HIGH COURT OF SOLOMON ISLANDS


Case name:
R v Agovaka


Citation:



Date of decision:
7 September 2020


Parties:
Regina v Peter Chanel Agovaka


Date of hearing:



Court file number(s):
35 of 2020


Jurisdiction:
Criminal


Place of delivery:



Judge(s):
Maina; PJ


On appeal from:
Magistrate Courts


Order:
The appeal by DPP on 30th May 2019 is struck out; and
No cost is awarded


Representation:
Francis Waleilia for the Appellant
Suifa’asia for the Crown/Respondent


Catchwords:



Words and phrases:



Legislation cited:
Penal Code, S. 244, Criminal Procedure Code, S. 283, S. 285, S. 288


Cases cited:

IN THE HIGH COURT OF SOLOMON ISLANDS
CRIMINAL JURISDICTION


Criminal Case No. 35 of 2020


REGINA


V


PETER CHANEL AGOVAKA


Date of Sentence: 35 of 2020


Counsels
Francie Waleilia for the Appellant
Suifa’asia for the Crown/Respondent

RULING

Maina PJ:
Introduction

The Applicant PETER SHANEL AGOVAKA applies for the dismissal of a Criminal Appeal filed by Director of Public Prosecution (DPP) on 30th May 2019 on the grounds that:

  1. The materials/evidences contained in the Court Book are insufficient or not capable for the court to decide or use for the determination of the appeal.
  2. The appeal was filed out of time.

The Applicant also claim costs for this case.

Brief Background

Peter Shanel AGOVAKA was charged for assault causing actual bodily harm under 245 of the Penal Code for unlawfully assaulted Sam Kasile thereby occasioning the said person actual bodily harm. He pleaded not guilty on the charge and a trial was conducted for the accused.

On 14th May 2019 the presiding Magistrate found no evidences against Mr AGOVAKA on the charge of assault causing actual bodily and acquitted him on the charge. The magistrate found evidences against the accused on common assault and accordingly convicted him on the lesser offence of common assault contrary to section 244 of the Penal Code.

On 30th May 2019, the DPP filed an appeal against the Magistrate Court’s decision or acquittal of Mr AGOVAKA on one count of assault causing actual bodily harm and the conviction on common assault offending.

The DPP’s appeal against the order of the acquittal is as follows:

  1. That the learned trail magistrate erred in law and facts in acquitting the Respondent/Accused on the charge of assault causing actual bodily harm despite the uncontroverted medical evidence of the ENT specialist Obiga Newton;
  2. That the learned trial magistrate erred in law and facts in acquitting the Respondent/Accused on the charge of assault causing actual bodily harm against the weight of prosecution evidence.

Earlier or at three mention occasions of the case in the High Court, Counsel for the Respondent raised issues on the readiness of the Appeal Book.

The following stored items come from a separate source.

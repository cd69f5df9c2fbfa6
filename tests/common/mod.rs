//! Common test utilities for pybridge integration tests.
//!
//! The centerpiece is [`StubRuntime`], a scriptable embedded runtime that
//! records everything observable about bridge behavior: bootstrap, lock
//! hold/release pairs, search-path and argv setup, imports, callable
//! lookups, marshalling and calls. Script functions are plain Rust closures
//! over a [`ModuleState`] that stands in for interpreter-side module
//! globals.

#![allow(dead_code)] // Utilities may not all be used by every test binary

use std::collections::HashMap;
use std::path::{Path, PathBuf};
use std::sync::atomic::{AtomicBool, Ordering};
use std::sync::{Arc, Mutex, MutexGuard};

use pybridge::{
    OutputHandle, OutputStream, PluginInfo, Reading, ReadingSet, RuntimeError, ScriptRuntime,
    ScriptSession,
};

/// Everything observable the stub runtime did, in order.
#[derive(Debug, Clone, PartialEq)]
pub enum Event {
    Bootstrap,
    LockAcquired,
    LockReleased,
    PathAppended(PathBuf),
    ArgvSet(Vec<String>),
    Imported(String),
    Lookup(String),
    /// One reading appended to a script list; carries the list length after
    /// the append.
    Marshalled(usize),
    Called(String),
}

/// Script-side value representation for the stub.
#[derive(Debug, Clone)]
pub enum StubValue {
    None,
    Callable(String),
    Text(String),
    OutHandle(OutputHandle),
    OutStream(OutputStream),
    Readings(Vec<Reading>),
    Handle(i64),
    Info(PluginInfo),
}

/// Opaque module token handed back from `import_module`.
#[derive(Debug, Clone)]
pub struct StubModule(pub String);

/// Stand-in for the script module's global state.
#[derive(Default)]
pub struct ModuleState {
    pub counter: i64,
    pub config: Option<String>,
    pub binding: Option<(OutputHandle, OutputStream)>,
    pub ingested: Vec<Vec<Reading>>,
    pub shutdown_calls: usize,
    pub notes: Vec<String>,
}

/// A simulated script function: mutates module state, returns a value or a
/// drained-error message.
pub type ScriptFn =
    Box<dyn FnMut(&mut ModuleState, &[StubValue]) -> Result<StubValue, String> + Send>;

#[derive(Default)]
struct StubState {
    functions: HashMap<String, ScriptFn>,
    module: ModuleState,
    import_failure: Option<String>,
}

#[derive(Default)]
struct Inner {
    state: Mutex<StubState>,
    events: Mutex<Vec<Event>>,
    locked: AtomicBool,
}

impl Inner {
    fn push(&self, event: Event) {
        self.events.lock().unwrap().push(event);
    }
}

/// A stub embedded runtime. Clone it before handing it to a bridge to keep
/// an observation handle.
#[derive(Clone, Default)]
pub struct StubRuntime {
    inner: Arc<Inner>,
}

impl StubRuntime {
    /// An empty runtime with no script functions at all.
    pub fn new() -> Self {
        Self::default()
    }

    /// A runtime whose module implements the full filter-plugin contract:
    /// `plugin_init` stores config and output binding and returns a handle,
    /// `plugin_ingest` bumps a counter and records the batch,
    /// `plugin_reconfigure` swaps the config, `plugin_shutdown` counts.
    pub fn filter_plugin() -> Self {
        let stub = Self::new();
        stub.with_function("plugin_info", |_state, _args| {
            Ok(StubValue::Info(sample_info()))
        });
        stub.with_function("plugin_init", |state, args| {
            let config = match args.first() {
                Some(StubValue::Text(text)) => text.clone(),
                other => return Err(format!("plugin_init: config was {other:?}")),
            };
            let binding = match (args.get(1), args.get(2)) {
                (Some(StubValue::OutHandle(handle)), Some(StubValue::OutStream(stream))) => {
                    (*handle, *stream)
                }
                other => return Err(format!("plugin_init: bad output binding {other:?}")),
            };
            state.config = Some(config);
            state.binding = Some(binding);
            Ok(StubValue::Handle(1))
        });
        stub.with_function("plugin_ingest", |state, args| {
            let readings = match args.get(1) {
                Some(StubValue::Readings(readings)) => readings.clone(),
                other => return Err(format!("plugin_ingest: batch was {other:?}")),
            };
            // Deliberate read-modify-write window: only execution-lock
            // serialization keeps this increment from losing updates.
            let seen = state.counter;
            std::thread::yield_now();
            state.counter = seen + 1;
            state.ingested.push(readings);
            Ok(StubValue::None)
        });
        stub.with_function("plugin_reconfigure", |state, args| {
            match args.get(1) {
                Some(StubValue::Text(text)) => state.config = Some(text.clone()),
                other => return Err(format!("plugin_reconfigure: config was {other:?}")),
            }
            state.notes.push("reconfigured".into());
            Ok(StubValue::None)
        });
        stub.with_function("plugin_shutdown", |state, _args| {
            state.shutdown_calls += 1;
            Ok(StubValue::None)
        });
        stub
    }

    /// Registers (or replaces) a script function.
    pub fn with_function(
        &self,
        name: &str,
        func: impl FnMut(&mut ModuleState, &[StubValue]) -> Result<StubValue, String> + Send + 'static,
    ) -> &Self {
        self.inner
            .state
            .lock()
            .unwrap()
            .functions
            .insert(name.to_string(), Box::new(func));
        self
    }

    /// Removes a script function, simulating a module without it.
    pub fn without_function(&self, name: &str) -> &Self {
        self.inner.state.lock().unwrap().functions.remove(name);
        self
    }

    /// Makes the next `import_module` fail with `message` as the drained
    /// script error.
    pub fn with_import_failure(&self, message: &str) -> &Self {
        self.inner.state.lock().unwrap().import_failure = Some(message.to_string());
        self
    }

    /// Snapshot of the event log.
    pub fn events(&self) -> Vec<Event> {
        self.inner.events.lock().unwrap().clone()
    }

    pub fn clear_events(&self) {
        self.inner.events.lock().unwrap().clear();
    }

    /// Reads the simulated module globals.
    pub fn module_state<T>(&self, read: impl FnOnce(&ModuleState) -> T) -> T {
        read(&self.inner.state.lock().unwrap().module)
    }

    /// Asserts the lock trace is a sequence of non-overlapping
    /// acquire/release pairs.
    pub fn assert_lock_pairs_balanced(&self) {
        let mut depth = 0_i64;
        for event in self.events() {
            match event {
                Event::LockAcquired => {
                    depth += 1;
                    assert_eq!(depth, 1, "execution lock acquired while already held");
                }
                Event::LockReleased => {
                    depth -= 1;
                    assert_eq!(depth, 0, "execution lock released while not held");
                }
                _ => {}
            }
        }
        assert_eq!(depth, 0, "execution lock left held at end of trace");
    }
}

impl ScriptRuntime for StubRuntime {
    type Module = StubModule;
    type Object = StubValue;
    type Session<'a>
        = StubSession<'a>
    where
        Self: 'a;

    fn bootstrap(&self) -> Result<(), RuntimeError> {
        self.inner.push(Event::Bootstrap);
        Ok(())
    }

    fn with_lock<T, F>(&self, f: F) -> T
    where
        F: FnOnce(&mut Self::Session<'_>) -> T,
    {
        let guard = self.inner.state.lock().unwrap();
        assert!(
            !self.inner.locked.swap(true, Ordering::SeqCst),
            "execution lock entered twice"
        );
        self.inner.push(Event::LockAcquired);
        let mut session = StubSession {
            state: guard,
            events: &self.inner.events,
        };
        let out = f(&mut session);
        self.inner.push(Event::LockReleased);
        self.inner.locked.store(false, Ordering::SeqCst);
        drop(session);
        out
    }
}

/// Stub session; exists only while the state mutex (the stub's execution
/// lock) is held.
pub struct StubSession<'a> {
    state: MutexGuard<'a, StubState>,
    events: &'a Mutex<Vec<Event>>,
}

impl StubSession<'_> {
    fn push(&self, event: Event) {
        self.events.lock().unwrap().push(event);
    }
}

impl ScriptSession for StubSession<'_> {
    type Module = StubModule;
    type Object = StubValue;

    fn append_search_path(&mut self, dir: &Path) -> Result<(), RuntimeError> {
        self.push(Event::PathAppended(dir.to_path_buf()));
        Ok(())
    }

    fn set_argv(&mut self, argv: &[&str]) -> Result<(), RuntimeError> {
        self.push(Event::ArgvSet(argv.iter().map(|s| s.to_string()).collect()));
        Ok(())
    }

    fn import_module(&mut self, name: &str) -> Result<Self::Module, RuntimeError> {
        if let Some(message) = self.state.import_failure.clone() {
            return Err(RuntimeError::ImportFailed {
                module: name.to_string(),
                detail: Some(message),
            });
        }
        self.push(Event::Imported(name.to_string()));
        Ok(StubModule(name.to_string()))
    }

    fn callable(
        &mut self,
        _module: &Self::Module,
        name: &str,
    ) -> Result<Self::Object, RuntimeError> {
        self.push(Event::Lookup(name.to_string()));
        if self.state.functions.contains_key(name) {
            Ok(StubValue::Callable(name.to_string()))
        } else {
            Err(RuntimeError::MissingCallable {
                name: name.to_string(),
                detail: None,
            })
        }
    }

    fn call(
        &mut self,
        callable: &Self::Object,
        args: &[&Self::Object],
    ) -> Result<Self::Object, RuntimeError> {
        let StubValue::Callable(name) = callable else {
            return Err(RuntimeError::CallFailed {
                detail: Some(format!("not a callable: {callable:?}")),
            });
        };
        self.push(Event::Called(name.clone()));
        let Some(mut func) = self.state.functions.remove(name) else {
            return Err(RuntimeError::MissingCallable {
                name: name.clone(),
                detail: None,
            });
        };
        let args: Vec<StubValue> = args.iter().map(|value| (*value).clone()).collect();
        let result = func(&mut self.state.module, &args);
        self.state.functions.insert(name.clone(), func);
        result
            .map_err(|message| RuntimeError::CallFailed {
                detail: Some(message),
            })
    }

    fn is_unset(&mut self, value: &Self::Object) -> bool {
        matches!(value, StubValue::None)
    }

    fn describe(&mut self, value: &Self::Object) -> String {
        format!("{value:?}")
    }

    fn text(&mut self, value: &str) -> Result<Self::Object, RuntimeError> {
        Ok(StubValue::Text(value.to_string()))
    }

    fn wrap_output_handle(&mut self, handle: OutputHandle) -> Result<Self::Object, RuntimeError> {
        Ok(StubValue::OutHandle(handle))
    }

    fn wrap_output_stream(&mut self, stream: OutputStream) -> Result<Self::Object, RuntimeError> {
        Ok(StubValue::OutStream(stream))
    }

    fn empty_reading_list(&mut self) -> Result<Self::Object, RuntimeError> {
        Ok(StubValue::Readings(Vec::new()))
    }

    fn append_reading(
        &mut self,
        list: &mut Self::Object,
        reading: &Reading,
    ) -> Result<(), RuntimeError> {
        let StubValue::Readings(readings) = list else {
            return Err(RuntimeError::Marshal(format!("not a reading list: {list:?}")));
        };
        readings.push(reading.clone());
        let len = readings.len();
        self.push(Event::Marshalled(len));
        Ok(())
    }

    fn plugin_info(&mut self, value: &Self::Object) -> Result<PluginInfo, RuntimeError> {
        match value {
            StubValue::Info(info) => Ok(info.clone()),
            other => Err(RuntimeError::Marshal(format!("not a plugin info: {other:?}"))),
        }
    }
}

/// The info block the default stub module reports.
pub fn sample_info() -> PluginInfo {
    PluginInfo {
        name: "scale".into(),
        version: "1.0.0".into(),
        mode: "none".into(),
        plugin_type: "filter".into(),
        interface: "1.0".into(),
        config: serde_json::json!({"enable": {"type": "boolean", "default": "false"}}),
    }
}

/// A no-op output stream for init calls that never forward.
pub fn discard_stream(_handle: OutputHandle, _batch: ReadingSet) {}

/// A 3-reading batch with distinct assets, in a known order.
pub fn three_reading_batch() -> ReadingSet {
    use chrono::TimeZone;
    use pybridge::DatapointValue;

    let base = chrono::Utc.with_ymd_and_hms(2024, 5, 20, 8, 0, 0).unwrap();
    ReadingSet::from(vec![
        Reading::new("first", base).with_value("value", DatapointValue::Integer(1)),
        Reading::new("second", base).with_value("value", DatapointValue::Integer(2)),
        Reading::new("third", base).with_value("value", DatapointValue::Integer(3)),
    ])
}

On the 4th February 2020, an Appeal Book was certified by the Register of the High Court and a copy was served on Respondent through his lawyer in the High Court pigeon hole.

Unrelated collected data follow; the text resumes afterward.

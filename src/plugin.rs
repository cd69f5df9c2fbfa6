//! Types crossing the host plugin ABI.
//!
//! These mirror what the host's plugin loader exchanges with any filter
//! plugin, native or scripted: the descriptive [`PluginInfo`] block returned
//! by `plugin_info`, and the output binding handed to `plugin_init` that
//! tells a plugin where to forward filtered batches.

use serde::{Deserialize, Serialize};

use crate::reading::ReadingSet;

/// Descriptive information a plugin reports about itself.
///
/// The script's `plugin_info` entry point returns this as a mapping; the
/// bridge converts it to the native form the host expects.
#[derive(Debug, Clone, PartialEq, Serialize, Deserialize)]
pub struct PluginInfo {
    /// Plugin name.
    pub name: String,
    /// Plugin version string.
    pub version: String,
    /// Operating mode flags, e.g. `"none"` or `"poll"`.
    pub mode: String,
    /// Plugin kind; always `"filter"` for plugins served by this bridge.
    #[serde(rename = "type")]
    pub plugin_type: String,
    /// Plugin interface version the plugin was written against.
    pub interface: String,
    /// Default configuration category for the plugin.
    pub config: serde_json::Value,
}

/// Opaque token identifying the downstream destination for filtered batches.
///
/// The host creates it, the bridge forwards it verbatim, and only the host
/// ever interprets it. The bridge never dereferences the token.
#[derive(Debug, Clone, Copy, PartialEq, Eq, Hash)]
pub struct OutputHandle(pub u64);

/// Native function the host exposes for forwarding a filtered batch
/// downstream, invoked as `(output_handle, new_batch)`.
///
/// The bridge never calls this itself; the call is made from within the
/// script layer through the wrapped reference created at init time. A plugin
/// may legitimately never invoke it for a given input (buffering and
/// suppression are valid filter behaviors).
pub type OutputStream = fn(OutputHandle, ReadingSet);

/// The (destination, stream) pair supplied once at `plugin_init` time.
#[derive(Clone, Copy)]
pub struct OutputBinding {
    /// Destination token passed back on every forwarded batch.
    pub handle: OutputHandle,
    /// Host function receiving forwarded batches.
    pub stream: OutputStream,
}

impl std::fmt::Debug for OutputBinding {
    fn fmt(&self, f: &mut std::fmt::Formatter<'_>) -> std::fmt::Result {
        f.debug_struct("OutputBinding")
            .field("handle", &self.handle)
            .finish_non_exhaustive()
    }
}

On the 27th March 2020 after Appeal Book was certified, Crown Counsel Zore appeared and informed the court that the case had not yet been allocated to any prosecutor and the case was adjourned for mention.

On 8th June 2020, Crown Counsel Ratu appeared and told the court the case had been allocated to Crown Counsel Suifa’asia and she asked to adjourn this matter to another date to enable her to sort out some mistakes in the Court Book. Again it was adjourned to 7th August 2020.

On 4th August 2020 the Respondent filed an application for the dismissal of Criminal Appeal by the DPP on the ground of insufficient materials in the transcript evidences or appeal book from the magistrate court and appeal was filed out of time.

This case came back to court on 7th August 2020 and Crown Counsel Lelapitu appeared with the instruction from Counsel Suifa’asia. She informed the court that a letter from the Respondent was received and it had been forwarded to the DPP for consideration but she had not received any response.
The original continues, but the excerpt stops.